__Problem statement__. Write out, from the entries below, exactly the lines that run between the lines holding "past the threshold emits" and "keeping their order", inclusive, and stop there.
*** Input records Section Begins ***
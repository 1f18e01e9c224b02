use crate::barcode::RawDetection;
use serde::{Deserialize, Serialize};
use std::collections::HashMap;
use tracing::trace;

pub const DEFAULT_VOTE_THRESHOLD: u32 = 10;

/// When a value that crossed the threshold is emitted
#[derive(Debug, Clone, Copy, PartialEq, Eq, Default, Serialize, Deserialize)]
#[serde(rename_all = "snake_case")]
pub enum EmitPolicy {
    /// Every frame at or past the threshold emits
    #[default]
    EveryFrame,
    /// Only the frame that reaches the threshold emits
    Once,
}

/// Per-session vote counts keyed by raw value
#[derive(Debug, Default, Clone)]
pub struct VoteTable {
    votes: HashMap<String, u32>,
}

impl VoteTable {
    pub fn new() -> Self {
        Self::default()
    }

    /// Add one vote and return the new count
    pub fn vote(&mut self, raw_value: &str) -> u32 {
        let count = self.votes.entry(raw_value.to_string()).or_insert(0);
        *count = count.saturating_add(1);
        *count
    }

    pub fn votes(&self, raw_value: &str) -> u32 {
        self.votes.get(raw_value).copied().unwrap_or(0)
    }

    pub fn clear(&mut self) {
        self.votes.clear();
    }

    pub fn len(&self) -> usize {
        self.votes.len()
    }

    pub fn is_empty(&self) -> bool {
        self.votes.is_empty()
    }
}

/// Vote-counting filter that turns per-frame detections into confirmed ones.
///
/// Detections without a raw value always pass. Every other detection adds a
/// vote for its value and passes once the count reaches the threshold.
/// Counts only reset on [`StabilizationFilter::reset`].
#[derive(Debug, Clone)]
pub struct StabilizationFilter {
    table: VoteTable,
    threshold: u32,
    policy: EmitPolicy,
}

impl Default for StabilizationFilter {
    fn default() -> Self {
        Self::new(DEFAULT_VOTE_THRESHOLD, EmitPolicy::default())
    }
}

impl StabilizationFilter {
    pub fn new(threshold: u32, policy: EmitPolicy) -> Self {
        Self {
            table: VoteTable::new(),
            threshold: threshold.max(1),
            policy,
        }
    }

    pub fn threshold(&self) -> u32 {
        self.threshold
    }

    pub fn policy(&self) -> EmitPolicy {
        self.policy
    }

    pub fn table(&self) -> &VoteTable {
        &self.table
    }

    /// Filter one frame's detections, keeping their order
    pub fn filter(&mut self, detections: Vec<RawDetection>) -> Vec<RawDetection> {
        detections
            .into_iter()
            .filter(|detection| self.admit(detection))
            .collect()
    }

    fn admit(&mut self, detection: &RawDetection) -> bool {
        let Some(raw_value) = detection.raw_value.as_deref() else {
            return true;
        };

        let count = self.table.vote(raw_value);
        trace!("Vote {} for {:?}", count, raw_value);

        match self.policy {
            EmitPolicy::EveryFrame => count >= self.threshold,
            EmitPolicy::Once => count == self.threshold,
        }
    }

    pub fn reset(&mut self) {
        self.table.clear();
    }
}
*** Input records Section Ends ***
__Finished task__.
    /// Every frame at or past the threshold emits
    #[default]
    EveryFrame,
    /// Only the frame that reaches the threshold emits
    Once,
}

/// Per-session vote counts keyed by raw value
#[derive(Debug, Default, Clone)]
pub struct VoteTable {
    votes: HashMap<String, u32>,
}

impl VoteTable {
    pub fn new() -> Self {
        Self::default()
    }

    /// Add one vote and return the new count
    pub fn vote(&mut self, raw_value: &str) -> u32 {
        let count = self.votes.entry(raw_value.to_string()).or_insert(0);
        *count = count.saturating_add(1);
        *count
    }

    pub fn votes(&self, raw_value: &str) -> u32 {
        self.votes.get(raw_value).copied().unwrap_or(0)
    }

    pub fn clear(&mut self) {
        self.votes.clear();
    }

    pub fn len(&self) -> usize {
        self.votes.len()
    }

    pub fn is_empty(&self) -> bool {
        self.votes.is_empty()
    }
}

/// Vote-counting filter that turns per-frame detections into confirmed ones.
///
/// Detections without a raw value always pass. Every other detection adds a
/// vote for its value and passes once the count reaches the threshold.
/// Counts only reset on [`StabilizationFilter::reset`].
#[derive(Debug, Clone)]
pub struct StabilizationFilter {
    table: VoteTable,
    threshold: u32,
    policy: EmitPolicy,
}

impl Default for StabilizationFilter {
    fn default() -> Self {
        Self::new(DEFAULT_VOTE_THRESHOLD, EmitPolicy::default())
    }
}

impl StabilizationFilter {
    pub fn new(threshold: u32, policy: EmitPolicy) -> Self {
        Self {
            table: VoteTable::new(),
            threshold: threshold.max(1),
            policy,
        }
    }

    pub fn threshold(&self) -> u32 {
        self.threshold
    }

    pub fn policy(&self) -> EmitPolicy {
        self.policy
    }

    pub fn table(&self) -> &VoteTable {
        &self.table
    }

    /// Filter one frame's detections, keeping their order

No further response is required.